### What is being asked
Please return every line of the records below that contains the word "abort".

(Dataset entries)
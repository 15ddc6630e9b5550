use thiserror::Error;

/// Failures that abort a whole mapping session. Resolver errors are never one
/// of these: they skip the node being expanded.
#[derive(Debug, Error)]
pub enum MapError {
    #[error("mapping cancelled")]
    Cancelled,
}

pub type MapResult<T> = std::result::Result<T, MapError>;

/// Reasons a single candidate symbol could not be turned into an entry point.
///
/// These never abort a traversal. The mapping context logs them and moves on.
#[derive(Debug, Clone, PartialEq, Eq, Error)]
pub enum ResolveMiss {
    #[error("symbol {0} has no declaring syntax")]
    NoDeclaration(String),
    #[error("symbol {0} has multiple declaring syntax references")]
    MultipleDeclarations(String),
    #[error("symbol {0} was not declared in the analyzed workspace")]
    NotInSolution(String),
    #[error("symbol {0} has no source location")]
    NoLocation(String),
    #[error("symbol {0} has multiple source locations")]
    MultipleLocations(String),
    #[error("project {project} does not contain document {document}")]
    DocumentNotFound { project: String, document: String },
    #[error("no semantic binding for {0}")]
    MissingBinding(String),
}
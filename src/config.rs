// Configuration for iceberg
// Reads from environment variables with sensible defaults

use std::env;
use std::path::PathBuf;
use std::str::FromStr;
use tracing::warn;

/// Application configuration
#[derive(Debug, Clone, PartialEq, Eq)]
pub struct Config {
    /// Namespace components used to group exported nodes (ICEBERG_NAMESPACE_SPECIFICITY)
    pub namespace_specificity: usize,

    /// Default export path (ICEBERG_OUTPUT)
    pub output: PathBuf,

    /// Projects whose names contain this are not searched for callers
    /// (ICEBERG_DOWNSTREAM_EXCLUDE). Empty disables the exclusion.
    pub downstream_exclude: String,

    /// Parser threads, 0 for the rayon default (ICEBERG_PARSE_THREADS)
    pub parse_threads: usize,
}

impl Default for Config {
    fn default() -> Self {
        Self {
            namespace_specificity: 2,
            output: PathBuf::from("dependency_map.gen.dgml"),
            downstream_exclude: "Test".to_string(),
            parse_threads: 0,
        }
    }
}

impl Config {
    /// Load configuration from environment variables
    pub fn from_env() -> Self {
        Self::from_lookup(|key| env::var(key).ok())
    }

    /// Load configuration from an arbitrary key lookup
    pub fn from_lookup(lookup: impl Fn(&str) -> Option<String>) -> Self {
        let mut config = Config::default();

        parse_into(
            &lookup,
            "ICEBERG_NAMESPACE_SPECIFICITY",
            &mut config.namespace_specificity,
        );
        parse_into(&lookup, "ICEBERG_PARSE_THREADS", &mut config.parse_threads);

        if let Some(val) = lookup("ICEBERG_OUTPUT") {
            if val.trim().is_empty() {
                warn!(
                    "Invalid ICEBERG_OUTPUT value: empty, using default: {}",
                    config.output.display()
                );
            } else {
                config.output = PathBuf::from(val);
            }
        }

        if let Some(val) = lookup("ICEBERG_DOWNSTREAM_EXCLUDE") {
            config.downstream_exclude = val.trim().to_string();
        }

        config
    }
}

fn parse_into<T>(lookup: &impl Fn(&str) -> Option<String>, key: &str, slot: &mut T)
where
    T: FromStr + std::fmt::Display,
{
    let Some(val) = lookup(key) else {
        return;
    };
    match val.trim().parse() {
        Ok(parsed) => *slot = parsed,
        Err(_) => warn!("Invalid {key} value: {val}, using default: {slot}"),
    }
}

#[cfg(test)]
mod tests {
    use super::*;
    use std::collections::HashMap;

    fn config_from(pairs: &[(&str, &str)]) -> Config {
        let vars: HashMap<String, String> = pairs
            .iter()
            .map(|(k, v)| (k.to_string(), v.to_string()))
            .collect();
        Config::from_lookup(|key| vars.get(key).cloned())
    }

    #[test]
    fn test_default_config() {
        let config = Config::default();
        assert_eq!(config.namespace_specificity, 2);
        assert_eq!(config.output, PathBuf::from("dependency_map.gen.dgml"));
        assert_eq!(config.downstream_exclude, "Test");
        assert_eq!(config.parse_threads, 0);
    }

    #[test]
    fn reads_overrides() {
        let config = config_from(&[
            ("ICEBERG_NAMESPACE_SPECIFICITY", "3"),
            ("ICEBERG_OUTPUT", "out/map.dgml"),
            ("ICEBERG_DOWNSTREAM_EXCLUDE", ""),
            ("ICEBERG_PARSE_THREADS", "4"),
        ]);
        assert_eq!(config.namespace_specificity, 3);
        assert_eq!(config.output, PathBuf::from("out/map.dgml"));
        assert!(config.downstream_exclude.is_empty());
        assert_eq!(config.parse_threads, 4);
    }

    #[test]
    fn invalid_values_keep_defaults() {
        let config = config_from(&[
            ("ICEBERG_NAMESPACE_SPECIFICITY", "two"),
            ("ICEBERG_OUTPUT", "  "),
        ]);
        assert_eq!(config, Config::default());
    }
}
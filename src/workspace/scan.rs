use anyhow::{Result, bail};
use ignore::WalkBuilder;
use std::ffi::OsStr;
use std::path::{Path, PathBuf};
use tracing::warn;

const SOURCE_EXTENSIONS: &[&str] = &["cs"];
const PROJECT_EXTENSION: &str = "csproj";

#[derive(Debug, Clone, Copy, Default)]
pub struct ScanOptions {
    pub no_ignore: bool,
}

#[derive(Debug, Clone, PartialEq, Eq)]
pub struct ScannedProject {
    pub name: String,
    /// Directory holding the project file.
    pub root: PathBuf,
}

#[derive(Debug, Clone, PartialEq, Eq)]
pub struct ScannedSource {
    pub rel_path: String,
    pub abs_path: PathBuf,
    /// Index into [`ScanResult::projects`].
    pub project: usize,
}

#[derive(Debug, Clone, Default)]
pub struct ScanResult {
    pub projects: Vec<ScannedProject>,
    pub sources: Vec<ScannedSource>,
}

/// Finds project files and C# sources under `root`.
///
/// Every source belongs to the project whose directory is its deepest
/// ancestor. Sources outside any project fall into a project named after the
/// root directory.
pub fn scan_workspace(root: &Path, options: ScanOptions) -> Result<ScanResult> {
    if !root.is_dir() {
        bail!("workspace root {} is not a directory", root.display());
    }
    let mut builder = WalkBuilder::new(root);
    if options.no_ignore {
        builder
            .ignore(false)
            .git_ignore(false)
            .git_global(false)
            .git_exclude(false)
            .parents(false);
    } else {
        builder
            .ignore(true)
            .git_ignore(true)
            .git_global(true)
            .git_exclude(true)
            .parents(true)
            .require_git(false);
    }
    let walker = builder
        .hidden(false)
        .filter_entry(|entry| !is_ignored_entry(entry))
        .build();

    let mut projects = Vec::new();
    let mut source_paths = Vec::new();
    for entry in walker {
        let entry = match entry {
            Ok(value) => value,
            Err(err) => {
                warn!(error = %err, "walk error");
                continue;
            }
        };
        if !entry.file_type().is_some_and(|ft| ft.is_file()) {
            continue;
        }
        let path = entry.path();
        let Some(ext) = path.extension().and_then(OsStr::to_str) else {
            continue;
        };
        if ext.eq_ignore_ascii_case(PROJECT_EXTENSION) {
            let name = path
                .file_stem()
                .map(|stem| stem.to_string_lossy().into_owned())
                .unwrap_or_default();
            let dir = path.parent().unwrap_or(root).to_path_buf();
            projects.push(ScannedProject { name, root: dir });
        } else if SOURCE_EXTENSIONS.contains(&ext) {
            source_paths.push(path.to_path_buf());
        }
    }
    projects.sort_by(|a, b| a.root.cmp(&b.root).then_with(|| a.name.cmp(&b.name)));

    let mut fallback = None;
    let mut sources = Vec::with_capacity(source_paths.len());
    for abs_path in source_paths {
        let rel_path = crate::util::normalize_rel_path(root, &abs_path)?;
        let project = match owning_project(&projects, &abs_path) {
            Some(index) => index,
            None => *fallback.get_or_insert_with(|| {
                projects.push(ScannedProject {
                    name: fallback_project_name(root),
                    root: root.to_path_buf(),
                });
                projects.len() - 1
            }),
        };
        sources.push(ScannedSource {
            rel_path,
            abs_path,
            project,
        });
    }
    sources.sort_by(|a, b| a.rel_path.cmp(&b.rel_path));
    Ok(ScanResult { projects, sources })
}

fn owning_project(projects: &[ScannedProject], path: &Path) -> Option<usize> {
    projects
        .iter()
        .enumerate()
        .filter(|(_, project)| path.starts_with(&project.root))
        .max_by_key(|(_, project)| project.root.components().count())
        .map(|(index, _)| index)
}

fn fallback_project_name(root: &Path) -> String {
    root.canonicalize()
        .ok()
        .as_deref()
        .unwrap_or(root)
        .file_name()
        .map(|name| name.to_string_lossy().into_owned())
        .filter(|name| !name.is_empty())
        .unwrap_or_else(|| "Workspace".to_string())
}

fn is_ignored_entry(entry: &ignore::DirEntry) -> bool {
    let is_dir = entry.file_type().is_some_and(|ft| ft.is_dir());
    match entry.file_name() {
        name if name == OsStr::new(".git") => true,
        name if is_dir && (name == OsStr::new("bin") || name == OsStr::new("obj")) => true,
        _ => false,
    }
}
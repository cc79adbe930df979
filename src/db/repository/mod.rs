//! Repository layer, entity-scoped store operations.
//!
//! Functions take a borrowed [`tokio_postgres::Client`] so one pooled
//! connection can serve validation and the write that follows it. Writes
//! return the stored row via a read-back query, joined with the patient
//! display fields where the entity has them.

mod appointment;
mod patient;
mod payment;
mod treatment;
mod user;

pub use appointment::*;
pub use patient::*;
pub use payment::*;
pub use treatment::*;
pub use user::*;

### Response to this exercise
/// Failures that abort a whole mapping session. Resolver errors are never one
/// These never abort a traversal. The mapping context logs them and moves on.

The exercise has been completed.